Inicialmente uma doença mais prevalente em homens, o cálculo renal passou a acometer um maior número de mulheres. “Este aumento no gênero feminino pode ser justificado por mudanças na dieta, aumento da obesidade e menor consumo de líquidos, decorrentes da maior participação no mercado de trabalho”, explica o médico urologista Dr. Tulio Zumak Roja.

O pico de idade da ocorrência do cálculo renal se situa entre a quarta e sexta década, sendo mais comum em caucasianos. A distribuição geográfica acompanha locais de clima seco e quente, sendo a temperatura e a luz solar fatores independentes de risco, assim como ocupações laborais com exposição ao calor intenso ou privação de água. “Obesidade é um importante fator de risco, assim como diabetes e síndrome metabólica”, complementa o especialista.

Dr. Tulio ainda relata que “o tratamento cirúrgico do cálculo renal é feito em nossa região quase que totalmente com cirurgia à laser, sem cortes, com acesso pela própria uretra do paciente sob anestesia. Geralmente a recuperação é boa, com alta em 24 horas ou menos”.

QUANDO PROCURAR UM UROLOGISTA?

Entre 03 e 05 anos – muitos pediatras avaliam a necessidade de uma possível cirurgia de fimose, entretanto, esse procedimento deverá ser realizado após a avaliação de um Urologista.

12 aos 18 anos – o Urologista é o médico mais indicado para os jovens, avaliando o desenvolvimento dos órgãos genitais, prevenção e tratamento de doenças sexualmente transmissíveis (DST”s), disfunções miccionais (que podem surgir nessa faixa etária) além de orientações e dúvidas sobre a vida sexual masculina.

20 aos 49 anos: o homem deve procurar o Urologista para manter a prevenção e/ou tratamento de doenças sexualmente transmissíveis (DSTs), além de iniciar a prevenção contra o câncer de testículo, que pode surgir nesse período.

40 aos 45 anos: começa um período em que o homem deve ir anualmente ao Urologista.

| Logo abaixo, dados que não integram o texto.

//! Coding rule payload validation.
//!
//! - Add: parent `Convention` must exist
//! - Modify/Delete: the `CodingRule` must exist

use crate::error::PayloadError;
use crate::lookup::KnowledgeDirectory;
use crate::schema::{self, AddCodingRule, ModifyCodingRule};
use crate::validator::PayloadValidator;
use async_trait::async_trait;
use ckr_domain::ids::CodingRuleId;
use ckr_domain::{ChangeAction, TargetKind};
use std::sync::Arc;

/// Validator for `CODING_RULE` feedback
pub struct CodingRuleValidator {
    directory: Arc<dyn KnowledgeDirectory>,
}

impl CodingRuleValidator {
    /// Validator over the given directory
    #[must_use]
    pub fn new(directory: Arc<dyn KnowledgeDirectory>) -> Self {
        Self { directory }
    }

    async fn validate_add(&self, payload: &str) -> Result<(), PayloadError> {
        let add: AddCodingRule = schema::parse(payload)?;
        if !self.directory.convention_exists(add.convention_id).await? {
            return Err(PayloadError::ParentNotFound {
                parent: "Convention",
                id: add.convention_id.value(),
            });
        }
        Ok(())
    }

    async fn validate_modify(
        &self,
        target_id: Option<u64>,
        payload: &str,
    ) -> Result<(), PayloadError> {
        let _parsed: ModifyCodingRule = schema::parse(payload)?;
        let id = target_id.ok_or(PayloadError::TargetIdRequired)?;
        if !self.directory.coding_rule_exists(CodingRuleId(id)).await? {
            return Err(PayloadError::ModifyTargetNotFound {
                kind: TargetKind::CodingRule,
                id,
            });
        }
        Ok(())
    }

    async fn validate_delete(&self, target_id: Option<u64>) -> Result<(), PayloadError> {
        let id = target_id.ok_or(PayloadError::TargetIdRequired)?;
        if !self.directory.coding_rule_exists(CodingRuleId(id)).await? {
            return Err(PayloadError::DeleteTargetNotFound {
                kind: TargetKind::CodingRule,
                id,
            });
        }
        Ok(())
    }
}

#[async_trait]
impl PayloadValidator for CodingRuleValidator {
    fn target_kind(&self) -> TargetKind {
        TargetKind::CodingRule
    }

    async fn validate(
        &self,
        action: ChangeAction,
        target_id: Option<u64>,
        payload: &str,
    ) -> Result<(), PayloadError> {
        match action {
            ChangeAction::Add => self.validate_add(payload).await,
            ChangeAction::Modify => self.validate_modify(target_id, payload).await,
            ChangeAction::Delete => self.validate_delete(target_id).await,
        }
    }
}
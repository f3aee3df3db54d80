//! Read-only lookup seam into the knowledge domain.
//!
//! Each target domain supplies existence checks; the review core never writes
//! through this interface. Implementations back onto whatever the deployment
//! uses for the knowledge aggregates (the reference tests use a static
//! in-memory directory).

use crate::error::DirectoryError;
use async_trait::async_trait;
use ckr_domain::ids::{
    ArchUnitTestId, ChecklistItemId, ClassTemplateId, CodingRuleId, ConventionId,
    PackageStructureId, RuleExampleId,
};

/// Existence lookups for every entity kind the validators reference.
///
/// Reads may observe concurrent mutation of the underlying entities; a
/// validated-then-stale reference is accepted risk, but an unreachable
/// directory must surface as [`DirectoryError`] rather than pass.
#[async_trait]
pub trait KnowledgeDirectory: Send + Sync {
    /// Whether the convention exists
    async fn convention_exists(&self, id: ConventionId) -> Result<bool, DirectoryError>;

    /// Whether the coding rule exists
    async fn coding_rule_exists(&self, id: CodingRuleId) -> Result<bool, DirectoryError>;

    /// Whether the rule example exists
    async fn rule_example_exists(&self, id: RuleExampleId) -> Result<bool, DirectoryError>;

    /// Whether the checklist item exists
    async fn checklist_item_exists(&self, id: ChecklistItemId) -> Result<bool, DirectoryError>;

    /// Whether the class template exists
    async fn class_template_exists(&self, id: ClassTemplateId) -> Result<bool, DirectoryError>;

    /// Whether the ArchUnit test exists
    async fn arch_unit_test_exists(&self, id: ArchUnitTestId) -> Result<bool, DirectoryError>;

    /// Whether the package structure exists
    async fn package_structure_exists(&self, id: PackageStructureId)
        -> Result<bool, DirectoryError>;
}
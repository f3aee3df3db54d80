//! Requests parked at interesting points of the review lifecycle.

use chrono::{TimeZone, Utc};
use ckr_domain::{ChangeAction, FeedbackRequest, RiskLevel, TargetKind};

use crate::payloads;

/// A fixed submission instant so fixtures compare deterministically
#[must_use]
#[allow(clippy::missing_panics_doc)]
pub fn submitted_at() -> chrono::DateTime<Utc> {
    Utc.with_ymd_and_hms(2025, 6, 1, 12, 0, 0).unwrap()
}

/// A safe, auto-mergeable submission: add a rule example
#[must_use]
#[allow(clippy::missing_panics_doc)]
pub fn pending_safe_request() -> FeedbackRequest {
    FeedbackRequest::new_submission(
        TargetKind::RuleExample,
        None,
        ChangeAction::Add,
        payloads::add_rule_example(1),
        RiskLevel::Safe,
        submitted_at(),
    )
    .unwrap()
}

/// A medium-risk submission parked at `LLM_APPROVED`, awaiting a human
#[must_use]
#[allow(clippy::missing_panics_doc)]
pub fn llm_approved_medium_request() -> FeedbackRequest {
    let mut request = FeedbackRequest::new_submission(
        TargetKind::CodingRule,
        Some(1),
        ChangeAction::Modify,
        payloads::modify_coding_rule(1),
        RiskLevel::Medium,
        submitted_at(),
    )
    .unwrap();
    request
        .llm_approve(Some("looks consistent".into()), submitted_at())
        .unwrap();
    request
}

/// A high-risk deletion at `Pending`
#[must_use]
#[allow(clippy::missing_panics_doc)]
pub fn pending_high_risk_delete() -> FeedbackRequest {
    FeedbackRequest::new_submission(
        TargetKind::RuleExample,
        Some(1),
        ChangeAction::Delete,
        "{}".into(),
        RiskLevel::High,
        submitted_at(),
    )
    .unwrap()
}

Para aqueles que possuem histórico familiar, a partir dos 40 anos é necessário iniciar a prevenção contra o câncer de próstata, que, no Brasil, é o segundo mais comum no sexo masculino. Para aqueles que não possuem histórico familiar, a prevenção começa a partir dos 45 anos. Além disso, o Urologista indica exames de várias especialidades para os homens.

A partir dos 50 anos: além de se manter a prevenção do câncer, o Urologista pode auxiliar em problemas comuns nessa faixa etária, como o tratamento de crescimento benigno da próstata, problemas na bexiga, rins, prevenção de câncer de intestino, além da prevenção e tratamento de disfunções sexuais.